## Aim of the exercise:
Work out how many lines of the entries have the word "debug" in them. Respond with that number only.
****
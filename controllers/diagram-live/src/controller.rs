//! Main controller implementation.
//!
//! Loads clusters at startup, then runs three background tasks:
//! - the reload task re-reads the config or diagram whenever the file watcher
//!   reports a change and applies it
//! - the cluster task rescans the kubeconfigs and engages or disengages
//!   clusters that appeared or went away
//! - the writer task rewrites the styled diagram whenever the diagram or the
//!   styling changes

use crate::cli::{ClusterSource, Settings};
use crate::error::ControllerError;
use crate::watch::{FileSource, FileWatcher};
use cluster_client::ClusterClient;
use diagram_config::Config;
use std::path::{Path, PathBuf};
use std::sync::Arc;
use std::time::Duration;
use styler::{Multiplexer, Styler};
use tokio::sync::watch;
use tokio::task::JoinHandle;
use tokio::time::MissedTickBehavior;
use tracing::{debug, error, info, warn};

/// Main controller for Diagram Live.
pub struct Controller {
    settings: Settings,
    styler: Arc<Styler>,
}

impl Controller {
    /// Creates a new controller and engages every configured cluster.
    pub async fn new(settings: Settings) -> Result<Self, ControllerError> {
        info!("Initializing Diagram Live controller");

        let clusters = load_clusters(&settings.clusters).await?;
        if clusters.is_empty() {
            warn!("No clusters found, every node will show as absent");
        }

        let multiplexer = Arc::new(Multiplexer::new());
        multiplexer.sync(clusters)?;

        Ok(Self {
            settings,
            styler: Arc::new(Styler::new(multiplexer)),
        })
    }

    /// Runs the controller until shutdown.
    pub async fn run(&self) -> Result<(), ControllerError> {
        // Watch before the first read so no change in between is missed
        let watcher = FileWatcher::new(&[
            self.settings.config_path.as_path(),
            self.settings.diagram_path.as_path(),
        ])?;

        // A broken config at startup is fatal; later reloads only log
        let mut config_source = FileSource::new(&self.settings.config_path);
        let raw = config_source.reload().await?.unwrap_or_default();
        let config = Config::parse(&raw)?;
        info!(nodes = config.nodes.len(), "Loaded configuration");
        if let Err(e) = self.styler.update_config(&config) {
            warn!("Some nodes could not be started: {}", e);
        }

        let (diagram_tx, diagram_rx) = watch::channel(None::<String>);

        let mut reload: JoinHandle<Result<(), ControllerError>> = {
            let styler = Arc::clone(&self.styler);
            let diagram_source = FileSource::new(&self.settings.diagram_path);
            tokio::spawn(async move {
                run_reload(&styler, watcher, config_source, diagram_source, &diagram_tx).await
            })
        };

        let mut clusters: JoinHandle<Result<(), ControllerError>> = {
            let multiplexer = Arc::clone(self.styler.multiplexer());
            let source = self.settings.clusters.clone();
            let every = self.settings.cluster_rescan_interval();
            tokio::spawn(async move { run_cluster_sync(&multiplexer, &source, every).await })
        };

        let mut writer: JoinHandle<Result<(), ControllerError>> = {
            let styler = Arc::clone(&self.styler);
            let output = self.settings.output_path.clone();
            tokio::spawn(async move { run_writer(&styler, &output, diagram_rx).await })
        };

        let result = tokio::select! {
            result = &mut reload => flatten("reload", result),
            result = &mut clusters => flatten("cluster", result),
            result = &mut writer => flatten("writer", result),
            signal = tokio::signal::ctrl_c() => {
                if let Err(e) = signal {
                    error!("Failed to listen for shutdown signal: {}", e);
                }
                info!("Shutting down");
                Ok(())
            }
        };

        reload.abort();
        clusters.abort();
        writer.abort();
        self.styler.shutdown();
        result
    }
}

fn flatten(
    task: &str,
    result: Result<Result<(), ControllerError>, tokio::task::JoinError>,
) -> Result<(), ControllerError> {
    match result {
        Ok(inner) => inner,
        Err(e) => Err(ControllerError::Task(format!("{task} task: {e}"))),
    }
}

async fn load_clusters(source: &ClusterSource) -> Result<Vec<Arc<dyn ClusterClient>>, ControllerError> {
    Ok(source
        .load()
        .await?
        .into_iter()
        .map(|cluster| Arc::new(cluster) as Arc<dyn ClusterClient>)
        .collect())
}

async fn run_reload(
    styler: &Styler,
    mut watcher: FileWatcher,
    mut config_source: FileSource,
    mut diagram_source: FileSource,
    diagram_tx: &watch::Sender<Option<String>>,
) -> Result<(), ControllerError> {
    publish_diagram(&mut diagram_source, diagram_tx).await?;

    while let Some(changed) = watcher.changed().await {
        if changed == config_source.path() {
            match config_source.reload().await {
                Ok(Some(raw)) => match Config::parse(&raw) {
                    Ok(config) => {
                        info!("Configuration changed, applying");
                        if let Err(e) = styler.update_config(&config) {
                            warn!("Some nodes could not be started: {}", e);
                        }
                    }
                    Err(e) => error!("Ignoring invalid configuration: {}", e),
                },
                Ok(None) => debug!("Configuration rewritten without changes"),
                Err(e) => warn!("{}", e),
            }
        }
        if changed == diagram_source.path() {
            publish_diagram(&mut diagram_source, diagram_tx).await?;
        }
    }

    Err(ControllerError::Task("file watcher stopped".to_string()))
}

async fn publish_diagram(
    source: &mut FileSource,
    diagram_tx: &watch::Sender<Option<String>>,
) -> Result<(), ControllerError> {
    match source.reload().await {
        Ok(Some(diagram)) => {
            debug!(path = %source.path().display(), "Diagram changed");
            if diagram_tx.send(Some(diagram)).is_err() {
                return Err(ControllerError::Task("writer task stopped".to_string()));
            }
        }
        Ok(None) => {}
        // Removed or half-written files show up again on the next event
        Err(e) => warn!("{}", e),
    }
    Ok(())
}

async fn run_cluster_sync(
    multiplexer: &Multiplexer,
    source: &ClusterSource,
    every: Duration,
) -> Result<(), ControllerError> {
    let mut interval = tokio::time::interval(every);
    interval.set_missed_tick_behavior(MissedTickBehavior::Delay);
    // The first tick completes immediately and startup already loaded clusters
    interval.tick().await;

    loop {
        interval.tick().await;
        match load_clusters(source).await {
            Ok(clusters) => {
                if let Err(e) = multiplexer.sync(clusters) {
                    warn!("Some clusters could not be engaged: {}", e);
                }
            }
            Err(e) => warn!(source = %source.describe(), "Failed to rescan clusters: {}", e),
        }
    }
}

async fn run_writer(
    styler: &Styler,
    output: &Path,
    mut diagram_rx: watch::Receiver<Option<String>>,
) -> Result<(), ControllerError> {
    let mut styling_rx = styler.subscribe();

    loop {
        tokio::select! {
            changed = diagram_rx.changed() => {
                if changed.is_err() {
                    return Err(ControllerError::Task("reload task stopped".to_string()));
                }
            }
            changed = styling_rx.changed() => {
                if changed.is_err() {
                    return Ok(());
                }
            }
        }

        let diagram = diagram_rx.borrow_and_update().clone();
        styling_rx.mark_unchanged();
        let Some(diagram) = diagram else {
            // Nothing to style until the diagram has been read
            continue;
        };

        let styled = assemble(&diagram, &styler.get_styling());
        if let Err(e) = write_atomic(output, &styled).await {
            error!("Failed to write styled diagram: {}", e);
        } else {
            debug!(path = %output.display(), "Wrote styled diagram");
        }
    }
}

/// Diagram source followed by the styling block
fn assemble(diagram: &str, styling: &str) -> String {
    format!("{diagram}\n{styling}")
}

async fn write_atomic(path: &Path, contents: &str) -> Result<(), ControllerError> {
    let io_err = |source| ControllerError::Io {
        path: path.to_path_buf(),
        source,
    };
    let mut tmp = path.as_os_str().to_owned();
    tmp.push(".tmp");
    let tmp = PathBuf::from(tmp);
    tokio::fs::write(&tmp, contents).await.map_err(io_err)?;
    tokio::fs::rename(&tmp, path).await.map_err(io_err)
}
****
## Response area:
4